Individual Medication Effectiveness Tests (IMETs) to assess the efficacy of gabapentin in individual patients with chronic neuropathic pain.

This single patient (n of 1) IMET is a randomised, double-blind, cross-over comparison of gabapentin and placebo within an individual patient. We will do an initial open label trial to see if gabapentin is effective, and for dose finding. Once the dose has been decided (see medication section), we will use two week treatment periods, with measurement in the second week, allowing for wash out. There will be 3 pairs of 2 week treatment periods, making a total of twelve weeks. The order of drugs in each cycle will be determined by random allocation. The choice of initial therapy will be balanced in blocks of four, to ensure that equivalent numbers start the IMET on each of the two drugs. Patients and practitioners will all be blinded to which treatment the patients are taking.

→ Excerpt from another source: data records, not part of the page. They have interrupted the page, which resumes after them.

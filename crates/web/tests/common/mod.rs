//! Fixture builder for HTTP tests.
//!
//! Every test builds its own [`TestApp`]: a fresh in-memory database, a
//! temporary media directory and a router over them.

#![allow(dead_code, clippy::unwrap_used)]

use std::path::PathBuf;
use std::sync::Arc;

use axum::{
    Router,
    body::Body,
    http::{Request, header},
    response::Response,
};
use chrono::Utc;
use sea_orm::{DatabaseConnection, Set};
use tower::ServiceExt;
use yatube_common::{
    Config, LocalStorage,
    config::{DatabaseConfig, MediaConfig, ServerConfig, SiteConfig},
};
use yatube_core::{CreateGroupInput, PostInput};
use yatube_db::entities::{group, post, user};
use yatube_db::repositories::UserRepository;
use yatube_db::test_utils::TestDatabase;
use yatube_web::{AppState, RenderedTemplate, app};

/// A 2x1 GIF.
pub const SMALL_GIF: &[u8] = b"\x47\x49\x46\x38\x39\x61\x02\x00\
    \x01\x00\x80\x00\x00\x00\x00\x00\
    \xFF\xFF\xFF\x21\xF9\x04\x00\x00\
    \x00\x00\x00\x2C\x00\x00\x00\x00\
    \x02\x00\x01\x00\x00\x02\x02\x0C\
    \x0A\x00\x3B";

const BOUNDARY: &str = "yatube-test-boundary";

/// A file part of a multipart submission.
pub struct FilePart<'a> {
    pub field: &'a str,
    pub filename: &'a str,
    pub content_type: &'a str,
    pub data: &'a [u8],
}

pub struct TestApp {
    pub state: AppState,
    pub router: Router,
    pub db: Arc<DatabaseConnection>,
    pub media_root: PathBuf,
    _media_dir: tempfile::TempDir,
}

fn test_config(media_root: PathBuf) -> Config {
    Config {
        server: ServerConfig {
            host: "127.0.0.1".to_string(),
            port: 8000,
            url: "http://testserver".to_string(),
        },
        database: DatabaseConfig {
            url: "sqlite::memory:".to_string(),
            max_connections: 1,
            min_connections: 1,
            connect_timeout_secs: 5,
            idle_timeout_secs: 60,
            max_lifetime_secs: 60,
        },
        media: MediaConfig {
            root: media_root,
            url: "/media".to_string(),
            max_upload_bytes: 1024 * 1024,
        },
        site: SiteConfig::default(),
    }
}

impl TestApp {
    pub async fn new() -> Self {
        let db = TestDatabase::new().await.unwrap().connection();
        let media_dir = tempfile::tempdir().unwrap();
        let media_root = media_dir.path().to_path_buf();
        let config = test_config(media_root.clone());

        let storage = Arc::new(LocalStorage::new(
            config.media.root.clone(),
            config.media.url.clone(),
        ));
        let state = AppState::new(db.clone(), storage, &config);
        let router = app(state.clone(), &config.media);

        Self {
            state,
            router,
            db,
            media_root,
            _media_dir: media_dir,
        }
    }

    /// Insert a user with a live session and no usable password.
    pub async fn create_user(&self, username: &str) -> user::Model {
        UserRepository::new(self.db.clone())
            .create(user::ActiveModel {
                id: Set(format!("user-{}", username.to_lowercase())),
                username: Set(username.to_string()),
                username_lower: Set(username.to_lowercase()),
                name: Set(None),
                password_hash: Set("!".to_string()),
                token: Set(Some(format!("token-{}", username.to_lowercase()))),
                created_at: Set(Utc::now().into()),
            })
            .await
            .unwrap()
    }

    pub async fn create_group(&self, title: &str, slug: &str) -> group::Model {
        self.state
            .group_service
            .create(CreateGroupInput {
                title: title.to_string(),
                slug: slug.to_string(),
                description: "Test description".to_string(),
            })
            .await
            .unwrap()
    }

    pub async fn create_post(
        &self,
        author: &user::Model,
        text: &str,
        group: Option<&group::Model>,
    ) -> post::Model {
        self.state
            .post_service
            .create(
                author,
                PostInput {
                    text: text.to_string(),
                    group_id: group.map(|g| g.id.clone()),
                    ..Default::default()
                },
            )
            .await
            .unwrap()
    }

    async fn send(&self, request: Request<Body>) -> Response {
        self.router.clone().oneshot(request).await.unwrap()
    }

    fn builder(method: &str, uri: &str, as_user: Option<&user::Model>) -> axum::http::request::Builder {
        let builder = Request::builder().method(method).uri(uri);
        match as_user.and_then(|u| u.token.as_deref()) {
            Some(token) => builder.header(header::COOKIE, format!("session={token}")),
            None => builder,
        }
    }

    pub async fn get(&self, uri: &str, as_user: Option<&user::Model>) -> Response {
        self.send(Self::builder("GET", uri, as_user).body(Body::empty()).unwrap())
            .await
    }

    /// GET with a raw cookie header.
    pub async fn get_with_cookie(&self, uri: &str, cookie: &str) -> Response {
        self.send(
            Request::builder()
                .uri(uri)
                .header(header::COOKIE, cookie)
                .body(Body::empty())
                .unwrap(),
        )
        .await
    }

    /// POST an `application/x-www-form-urlencoded` body.
    pub async fn post_form(
        &self,
        uri: &str,
        as_user: Option<&user::Model>,
        fields: &[(&str, &str)],
    ) -> Response {
        let body = fields
            .iter()
            .map(|(k, v)| format!("{}={}", urlencoding::encode(k), urlencoding::encode(v)))
            .collect::<Vec<_>>()
            .join("&");
        self.send(
            Self::builder("POST", uri, as_user)
                .header(header::CONTENT_TYPE, "application/x-www-form-urlencoded")
                .body(Body::from(body))
                .unwrap(),
        )
        .await
    }

    /// POST a `multipart/form-data` body.
    pub async fn post_multipart(
        &self,
        uri: &str,
        as_user: Option<&user::Model>,
        fields: &[(&str, &str)],
        file: Option<FilePart<'_>>,
    ) -> Response {
        let mut body = Vec::new();
        for (name, value) in fields {
            body.extend_from_slice(
                format!(
                    "--{BOUNDARY}\r\nContent-Disposition: form-data; name=\"{name}\"\r\n\r\n{value}\r\n"
                )
                .as_bytes(),
            );
        }
        if let Some(file) = file {
            body.extend_from_slice(
                format!(
                    "--{BOUNDARY}\r\nContent-Disposition: form-data; name=\"{}\"; filename=\"{}\"\r\n\
                     Content-Type: {}\r\n\r\n",
                    file.field, file.filename, file.content_type
                )
                .as_bytes(),
            );
            body.extend_from_slice(file.data);
            body.extend_from_slice(b"\r\n");
        }
        body.extend_from_slice(format!("--{BOUNDARY}--\r\n").as_bytes());

        self.send(
            Self::builder("POST", uri, as_user)
                .header(
                    header::CONTENT_TYPE,
                    format!("multipart/form-data; boundary={BOUNDARY}"),
                )
                .body(Body::from(body))
                .unwrap(),
        )
        .await
    }
}

/// Template a response was rendered from.
pub fn template(response: &Response) -> &RenderedTemplate {
    response
        .extensions()
        .get::<RenderedTemplate>()
        .expect("response was not rendered from a template")
}

/// Target of a redirect.
pub fn location(response: &Response) -> &str {
    response
        .headers()
        .get(header::LOCATION)
        .expect("response has no Location header")
        .to_str()
        .unwrap()
}

pub async fn body_bytes(response: Response) -> bytes::Bytes {
    axum::body::to_bytes(response.into_body(), usize::MAX)
        .await
        .unwrap()
}

pub async fn body_text(response: Response) -> String {
    String::from_utf8(body_bytes(response).await.to_vec()).unwrap()
}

Product information about gabapentin will be provided to the patient at the beginning of the study. The patient will keep careful track of their symptoms by recording them in a special diary. If at any time during the study the patient feels worse, that treatment period can be terminated, and they can go on to the next treatment period. Upon the completion of the study, the timing of the active treatment will be revealed. After looking at the symptoms recorded, the doctor and patient decide together whether gabapentin was of greater benefit than placebo. If the patient chooses, they can then continue on the drug, confident that it is effective.